For the CPSA, the 2009 program was analysed well before the event. For 2003 to 2008, the online programs were used. For the seven years, the total number of papers on political institutions is 310, with about 60 papers offered on the representative institutions. Year by year, the count of papers on Parliament never exceeds 12 (in 2006, from 43 on all political institutions), and the lowest counts are for the years 2003 and 2004. In 2009, ten topics on representative institutions are offered in the preliminary program, but we do not know how many materialized.

In the case of the SQSP conference, in the period, there are six communications on the representative institutions from a domain of 24 on political institutions generally. The relative emphasis is similar to that for the Canada-wide conference.

Grants: The Social Science and Humanities Research Council

The program clusters chosen for review from the work of the Social Science and Humanities Research Council (SSHRC) are: 1) Canada Research Chairs, 2) Fellowships, Scholarships and Prizes (three post-doctoral programs; three doctoral programs and two masters degree programs), 3) Investigator-Framed Research (two programs), and 4) Targeted Research and Training Initiatives. The period 1998-2008 was reviewed.

There are no Centres of Excellence for “political science” or “politics and government.” Although the Research Communication and Interaction and Strategic Research Development do have programs for individual research under “politics and government,” political institutions or representative institutions did not turn up.

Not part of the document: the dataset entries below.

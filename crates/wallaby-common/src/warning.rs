//! Parser warnings with colored terminal output.
//!
//! Provides deduplication to avoid spamming the same warning multiple times.
//! Used by the tokenizer and tree builder to report recoverable anomalies
//! in malformed input without aborting the parse.

use std::collections::HashSet;
use std::sync::Mutex;

/// ANSI color codes for terminal output
const YELLOW: &str = "\x1b[33m";
const RESET: &str = "\x1b[0m";

/// Global set of warnings we've already printed (to deduplicate)
static WARNED: Mutex<Option<HashSet<String>>> = Mutex::new(None);

/// Warn about a recoverable anomaly (prints once per unique message)
///
/// # Example
/// ```ignore
/// warn_once("TreeBuilder", "stray end tag </c> has no matching open element");
/// ```
///
/// # Panics
/// Panics if the global warning set mutex is poisoned.
pub fn warn_once(component: &str, message: &str) {
    let key = format!("[{component}] {message}");
    let should_print = WARNED
        .lock()
        .unwrap()
        .get_or_insert_with(HashSet::new)
        .insert(key);

    if should_print {
        eprintln!("{YELLOW}[Wallaby {component}] ⚠ {message}{RESET}");
    }
}

/// Clear all recorded warnings (call when starting a new input)
///
/// # Panics
/// Panics if the global warning set mutex is poisoned.
pub fn clear_warnings() {
    let mut guard = WARNED.lock().unwrap();
    if let Some(set) = guard.as_mut() {
        set.clear();
    }
}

The list of grant totals below cannot be construed as a census of grants for study of the broader domain of political institutions that is the environment for the representative institutions.1 The list was obtained from the SSHRC’s search engine, covering the approximate 61,000 grants awarded over the categories chosen, including 3,800 in political science, for the years 1998-2008.

  • Of a total of 2,600 grants (in three programs) for post-doctoral studies awarded by the SSHRC in the decade, 170 were won by political scientists. Eight topics on political institutions were counted, and three on representative institutions.
  • Of 14,600 doctoral grants (three programs) again in the decade, a total of 1,100 went to the political science discipline. Four awards are for proposals on representative institutions, from the domain of 37 on political institutions generally.
  • Of 5,600 masters awards to students during the decade, 340 are in the political science discipline. Four awards are to persons proposing study of representative institutions, from 25 for work on political institutions.
  • Of 326 investigator-framed “Major Collaborative Research Initiatives Grants” (47 to political science), there are three scholars proposing work on political institutions, and none (zero) on the representative institutions.
  • Of 23,000 investigator-framed or “Standard Research Grants” (1,400 in political science), 14 grants are to scholars for the study of representative institutions, from 76 on political institutions.
  • Of 3,200 Targeted Research and Training Initiatives’ grants (260 in political science), 25 are for proposals on political institutions with four on representative institutions.

For the decade, therefore, and noting the exception of election studies, there is, in absolute terms, only a small amount of study of representative institutions.

More impressionistically, SSHRC awards to political science, which have not been tabulated, appear to be for conceptual work, for studies of other countries, and for work on international politics. Representative institutions represent only a minor specialization within political institutions.

Overall, the small flow of SSHRC grants to scholars for the study of Parliament – even they were to be multiplied several times – indicates both a resource problem and an interest problem.

Canada Research Chairs 2000-2008

In February 2009, an announcement of 134 final awards for 2008 under the Canada Research Chairs Program brought the total of Chairs funded since the Program’s inception in 2000 to 1,998 individual Chair awards – just two short of the program’s mandate.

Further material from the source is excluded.